ON: You will be conducting Il Trovatore and Tristan in rep at Houston this spring. Is there any kind of switching of gears for you, mentally or physically, between Wagner and Verdi?

PS: It was kind of an accident of the architecture of next season that I'm doing both of those in repertory. They are the perfect Apollo and Dionysus pairing, aren't they? It would be fascinating to have a Verdi opera of the same era as Tristan, since [Verdi and Wagner] were born in the same year, but that's not how it worked out. I adore Trovatore, so I'm very much looking forward to being in that world again. And I've not done Tristan and Isolde. I mean, I've known it for many years and am looking forward to that. Tristan, to me, feels like a much larger experience than simply going to a music drama — and it feels dangerous to me. 

ON: Dangerous?

PS: I have always felt Tristan was very dangerous to me. For many years, as a younger musician, I sensed that there were things in it that I didn't want to know about. That may sound odd to you. But I will tell you that I had three opportunities to conduct Billy Budd before I finally did it in Houston [in 2008]. For the first two offers I studied through that score, and I knew I couldn't spend the psychic energy. It was too painful to me as a work of music. I just couldn't do it. I didn't want to spend those weeks of my life with that, even though I know now that it's one of the most moving things I've ever been involved in in my whole life, and I'd do it again in a second.

ON: What changed that made you accept it?

PS: I grew up, I guess. I grew up. I don't consider myself a young conductor anymore, but for a while there, I was. And I was very sensitive to conductors my age taking on works that I felt needed more maturity and life experience. You know, the Mahler symphonies, the Beethoven symphonies — these twentysomethings are conducting these works all the time now.
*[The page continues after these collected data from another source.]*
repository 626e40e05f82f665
pub mod controllers;
pub mod core;
pub mod input;
pub mod presenters;
pub mod storage;

pub use crate::core::actions::cancellation::{CancelFlag, CancelToken, Cancelled, NeverCancel};
pub use crate::core::data::colour::Colour;
pub use crate::core::data::complex::Complex;
pub use crate::core::data::complex_rect::ComplexRect;
pub use crate::core::data::pixel_buffer::PixelBuffer;
pub use crate::core::data::point::Point;
pub use crate::core::errors::FractalError;
pub use crate::core::filters::adjust::{adjust_brightness, adjust_contrast, adjust_saturation};
pub use crate::core::filters::convolve::{Kernel, apply_edge_detect, convolve};
pub use crate::core::filters::resize::resize;
pub use crate::core::fractals::barnsley_fern::generate::{
    generate_barnsley_fern, generate_barnsley_fern_seeded,
};
pub use crate::core::fractals::fractal_kinds::FractalKinds;
pub use crate::core::fractals::julia::generate::generate_julia;
pub use crate::core::fractals::koch::generate::generate_koch_curve;
pub use crate::core::fractals::mandelbrot::generate::generate_mandelbrot;
pub use crate::core::fractals::sierpinski::triangle::generate_sierpinski_triangle;
pub use crate::core::raster::line::draw_line;
pub use crate::core::raster::triangle::fill_triangle;

pub use controllers::gallery::{GalleryConfig, GalleryController, GalleryReport};
pub use controllers::process::{ProcessConfig, ProcessController};
pub use input::cli::{CliArgs, CliCommand, RunCliCommand, parse_args_from};
pub use presenters::file::ppm::PpmFilePresenter;
pub use storage::ppm::{PpmError, decode_ppm, encode_ppm, read_ppm, write_ppm};
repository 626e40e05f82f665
#[allow(clippy::module_inception)]
pub mod generate_pixel_buffer;
pub mod ports;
To me, Tristan and Isolde was a more mature work, one that would benefit from someone who didn't have so much to prove by conducting it. You can live in Tristan's world better if you aren't invested solely in making your own impression. And I knew that Tristan would be part the trajectory I wanted to take Houston Grand Opera on, to prepare us for The Ring. I wanted the orchestra to have played Lohengrin and Tristan before we started The Ring in '13–14. 

ON: How did you get the reputation for being such a good singer's conductor?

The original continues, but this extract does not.